# DS024 — HDC/VSA Retrieval Backend (kb-balanced)

## Purpose
Defines the associative retrieval backend used
internally by the built-in `kb-balanced` plugin.

This is a plugin-private backend, not a VM-level
shared service. The VM core does not depend on or
reference HDC/VSA directly.

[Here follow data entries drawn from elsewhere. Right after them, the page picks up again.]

use anyhow::Result;

use crate::core::setup::SetupContext;
use crate::core::setup::activation::{self, ActivationStatus};
use crate::core::terminal::{print_info, print_pending, print_success, print_warn};

/// Entry point of the activation monitor job.
pub async fn run_activation_check() -> Result<i32> {
    let ctx = SetupContext::from_platform();
    match activation::check(&ctx).await? {
        ActivationStatus::NotRegistered => {
            print_warn("Agent is not registered yet; run the wallet-and-register step.");
        }
        ActivationStatus::Pending { status } => {
            print_pending(&format!("Agent is not active yet (status: {}).", status));
        }
        ActivationStatus::Activated { name } => {
            print_success(&format!("Agent {} is now active.", name));
        }
        ActivationStatus::AlreadyActive => print_info("Agent is already active."),
    }
    Ok(0)
}
use serde_json::json;
use wiremock::matchers::{method, path};
use wiremock::{Mock, MockServer, ResponseTemplate};

use crate::core::config::{AGENT_NAME, API_DOMAIN, API_KEY};
use crate::core::scheduler::memory::MemoryTriggerClient;
use crate::core::setup::activation::{self, ActivationStatus, MONITOR_JOB_NAME, monitor_job};
use crate::core::state::{ACTIVATED_AT_FLAG, ACTIVATED_FLAG};

use super::{Fixture, fixture, fixture_with};

async fn registered(fx: &Fixture, server: &MockServer) {
    fx.ctx
        .config
        .set([
            (API_DOMAIN, server.uri()),
            (API_KEY, "cf_live_abc".to_string()),
            (AGENT_NAME, "alpha".to_string()),
        ])
        .await
        .unwrap();
}

async fn profile_status(server: &MockServer, status: &str) {
    Mock::given(method("GET"))
        .and(path("/v1/agents/me"))
        .respond_with(ResponseTemplate::new(200).set_body_json(json!({
            "id": "agent-9", "name": "alpha", "status": status
        })))
        .mount(server)
        .await;
}

#[tokio::test]
async fn install_is_noop_once_activated() {
    let fx = fixture();
    fx.ctx
        .state
        .update(|doc| doc.set_flag(ACTIVATED_FLAG, true))
        .await
        .unwrap();

    let outcome = activation::install(&fx.ctx).await.unwrap();
    assert!(outcome.success());
    assert_eq!(fx.triggers.create_calls(), 0);
}

#[tokio::test]
async fn install_schedules_monitor_once() {
    let fx = fixture();
    activation::install(&fx.ctx).await.unwrap();
    activation::install(&fx.ctx).await.unwrap();
    assert_eq!(fx.triggers.create_calls(), 1);
    assert_eq!(fx.triggers.job_names(), vec![MONITOR_JOB_NAME]);
}

#[tokio::test]
async fn check_without_api_key_reports_not_registered() {
    let fx = fixture();
    assert_eq!(
        activation::check(&fx.ctx).await.unwrap(),
        ActivationStatus::NotRegistered
    );
}

#[tokio::test]
async fn pending_agent_keeps_monitor() {
    let server = MockServer::start().await;
    profile_status(&server, "pending").await;
    let fx = fixture_with(MemoryTriggerClient::new().with_job(monitor_job()));
    registered(&fx, &server).await;

    assert_eq!(
        activation::check(&fx.ctx).await.unwrap(),
        ActivationStatus::Pending {
            status: "pending".to_string()
        }
    );
    assert_eq!(fx.triggers.job_names(), vec![MONITOR_JOB_NAME]);
    assert!(fx.triggers.notifications().is_empty());
    let doc = fx.ctx.state.snapshot().await.unwrap();
    assert!(!doc.bool_flag(ACTIVATED_FLAG));
}

#[tokio::test]
async fn activation_sets_flags_notifies_and_removes_monitor() {
    let server = MockServer::start().await;
    profile_status(&server, "active").await;
    let fx = fixture_with(MemoryTriggerClient::new().with_job(monitor_job()));
    registered(&fx, &server).await;

    assert_eq!(
        activation::check(&fx.ctx).await.unwrap(),
        ActivationStatus::Activated {
            name: "alpha".to_string()
        }
    );
    let doc = fx.ctx.state.snapshot().await.unwrap();
    assert!(doc.bool_flag(ACTIVATED_FLAG));
    assert!(doc.flag(ACTIVATED_AT_FLAG).is_some());

    let notes = fx.triggers.notifications();
    assert_eq!(notes.len(), 1);
    assert!(notes[0].contains("alpha"));
    assert!(fx.triggers.job_names().is_empty());

    // A second run does not notify again.
    assert_eq!(
        activation::check(&fx.ctx).await.unwrap(),
        ActivationStatus::AlreadyActive
    );
    assert_eq!(fx.triggers.notifications().len(), 1);
}

#[tokio::test]
async fn already_active_clears_leftover_monitor() {
    let fx = fixture_with(MemoryTriggerClient::new().with_job(monitor_job()));
    fx.ctx
        .state
        .update(|doc| doc.set_flag(ACTIVATED_FLAG, true))
        .await
        .unwrap();

    assert_eq!(
        activation::check(&fx.ctx).await.unwrap(),
        ActivationStatus::AlreadyActive
    );
    assert!(fx.triggers.job_names().is_empty());
    assert!(fx.triggers.notifications().is_empty());
}
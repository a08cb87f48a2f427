use thiserror::Error;

use crate::core::api::ApiError;
use crate::core::wallet::WalletError;

/// Failure classes a setup step can end in. The executor turns these into
/// persisted step statuses instead of propagating them.
#[derive(Debug, Error)]
pub enum SetupError {
    #[error("{0}")]
    Validation(String),

    #[error("{0} is not available")]
    ToolUnavailable(String),

    #[error("{0}")]
    ExternalCall(String),

    #[error("{0}")]
    Conflict(String),

    #[error("unknown step '{0}'")]
    UnknownStep(String),

    #[error("I/O error: {0}")]
    Io(#[from] std::io::Error),

    #[error("invalid JSON: {0}")]
    Json(#[from] serde_json::Error),
}

impl From<ApiError> for SetupError {
    fn from(err: ApiError) -> Self {
        match err {
            ApiError::Conflict(msg) => SetupError::Conflict(msg),
            ApiError::InvalidEndpoint(endpoint) => {
                SetupError::Validation(format!("invalid API endpoint '{}'", endpoint))
            }
            other => SetupError::ExternalCall(other.to_string()),
        }
    }
}

impl From<WalletError> for SetupError {
    fn from(err: WalletError) -> Self {
        SetupError::Validation(format!("wallet: {}", err))
    }
}

pub type SetupResult<T> = Result<T, SetupError>;
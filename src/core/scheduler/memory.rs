use std::sync::Mutex;
use std::sync::atomic::{AtomicUsize, Ordering};

use async_trait::async_trait;

use super::{JobSpec, TriggerClient};

/// In-process scheduler used by tests.
pub struct MemoryTriggerClient {
    available: bool,
    fail_create: bool,
    jobs: Mutex<Vec<JobSpec>>,
    notifications: Mutex<Vec<String>>,
    create_calls: AtomicUsize,
}

impl MemoryTriggerClient {
    pub fn new() -> Self {
        Self {
            available: true,
            fail_create: false,
            jobs: Mutex::new(Vec::new()),
            notifications: Mutex::new(Vec::new()),
            create_calls: AtomicUsize::new(0),
        }
    }

    pub fn unavailable() -> Self {
        Self {
            available: false,
            ..Self::new()
        }
    }

    pub fn failing_create() -> Self {
        Self {
            fail_create: true,
            ..Self::new()
        }
    }

    pub fn with_job(self, job: JobSpec) -> Self {
        self.jobs.lock().unwrap().push(job);
        self
    }

    pub fn create_calls(&self) -> usize {
        self.create_calls.load(Ordering::SeqCst)
    }

    pub fn job_names(&self) -> Vec<String> {
        self.jobs
            .lock()
            .unwrap()
            .iter()
            .map(|j| j.name.clone())
            .collect()
    }

    pub fn notifications(&self) -> Vec<String> {
        self.notifications.lock().unwrap().clone()
    }
}

#[async_trait]
impl TriggerClient for MemoryTriggerClient {
    async fn available(&self) -> bool {
        self.available
    }

    async fn exists(&self, name: &str) -> bool {
        self.available && self.jobs.lock().unwrap().iter().any(|j| j.name == name)
    }

    async fn create(&self, job: &JobSpec) -> bool {
        self.create_calls.fetch_add(1, Ordering::SeqCst);
        if !self.available || self.fail_create {
            return false;
        }
        self.jobs.lock().unwrap().push(job.clone());
        true
    }

    async fn remove(&self, name_or_id: &str) -> bool {
        let mut jobs = self.jobs.lock().unwrap();
        let before = jobs.len();
        jobs.retain(|j| j.name != name_or_id);
        jobs.len() != before
    }

    async fn list(&self) -> String {
        self.job_names().join("\n")
    }

    async fn notify(&self, message: &str) -> bool {
        if !self.available {
            return false;
        }
        self.notifications.lock().unwrap().push(message.to_string());
        true
    }
}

Other KB plugins are free
to use entirely different associative strategies.

## Architectural Position

- DS024 is a backend owned by `kb-balanced`
- the VM core provides only the LLM bridge and
  execution frame machinery; all retrieval logic
  belongs to plugins
- it complements lexical BM25 by capturing structural
  and semantic similarity through hyperdimensional
  encodings

## Main Interface

```javascript
class HDCVSAStrategy extends RetrievalStrategy {
  getId() -> "hdc-vsa"
  retrieve({
    contextProfile,
    sessionIndex,
    kbIndex,
    budget
  }) -> RetrievalResult
}
```

## Encoded Views

Each unit is encoded into four field vectors:

- `role`
- `topic`
- `claim`
- `acts`

Current encoding choices:

- `role` -> random symbolic hypervector keyed by the
  role label
- `topic` -> n-gram encoding of tokenized topic text
- `claim` -> n-gram encoding of claim text, or
  procedure text when claim is absent
- `acts` -> token encoding of `utilityActs`

## Query Encoding

The query is encoded from the retrieval
`contextProfile`:

- needed roles -> role vector
- query terms -> topic vector
- query terms -> claim vector
- act boost -> acts vector

## Field Weights

The current shipped field weights are:

```javascript
{
  role: 0.20,
  topic: 0.35,
  claim: 0.35,
  acts: 0.10
}
```

## Similarity and Score Normalization

For each field present on both query and unit:

1. compute hypervector similarity
2. subtract the random baseline around `0.50`
3. clamp negative signal to zero
4. combine weighted field scores

The current shift is:

```text
shifted = max(0, (similarity - 0.50) * 2)
```

This means:

- random similarity contributes approximately zero
- clearly aligned vectors contribute positive signal

## Result Shape

```javascript
{
  strategyId: "hdc-vsa",
  candidates: [{
    unitId,
    store: "session" | "kb",
    rawScore,
    normalizedScore,
    unit,
    notes: ["hdc-vsa"]
  }],
  durationMs,
  exhaustedBudget
}
```

## Cache Behavior

The backend caches encoded unit vectors by `unitId`.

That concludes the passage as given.